Exercise goal:
Copy out all lines from the material that contain the string "LanguageSpec".

....

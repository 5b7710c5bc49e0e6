//! POSIX shell, bash and zsh.

use super::LanguageSpec;
use crate::analysis::ElementKind;

pub(super) fn spec() -> LanguageSpec {
    LanguageSpec::new("shell", "Shell")
        .aliases(&["bash", "sh", "zsh"])
        .single_comment("#")
        .rule(
            ElementKind::Function,
            r"^(\s*(?:function\s+)?(\w+)\s*\(\s*\))",
        )
        .rule(
            ElementKind::Variable,
            r"^(\s*(?:export\s+|readonly\s+|declare\s+(?:-\w+\s+)*)?([A-Z_][A-Z_0-9]*)\s*=)",
        )
        .rule(ElementKind::Import, r"^(\s*(?:source|\.)\s+(.+))")
}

....

Response below:
use super::LanguageSpec;
pub(super) fn spec() -> LanguageSpec {
    LanguageSpec::new("shell", "Shell")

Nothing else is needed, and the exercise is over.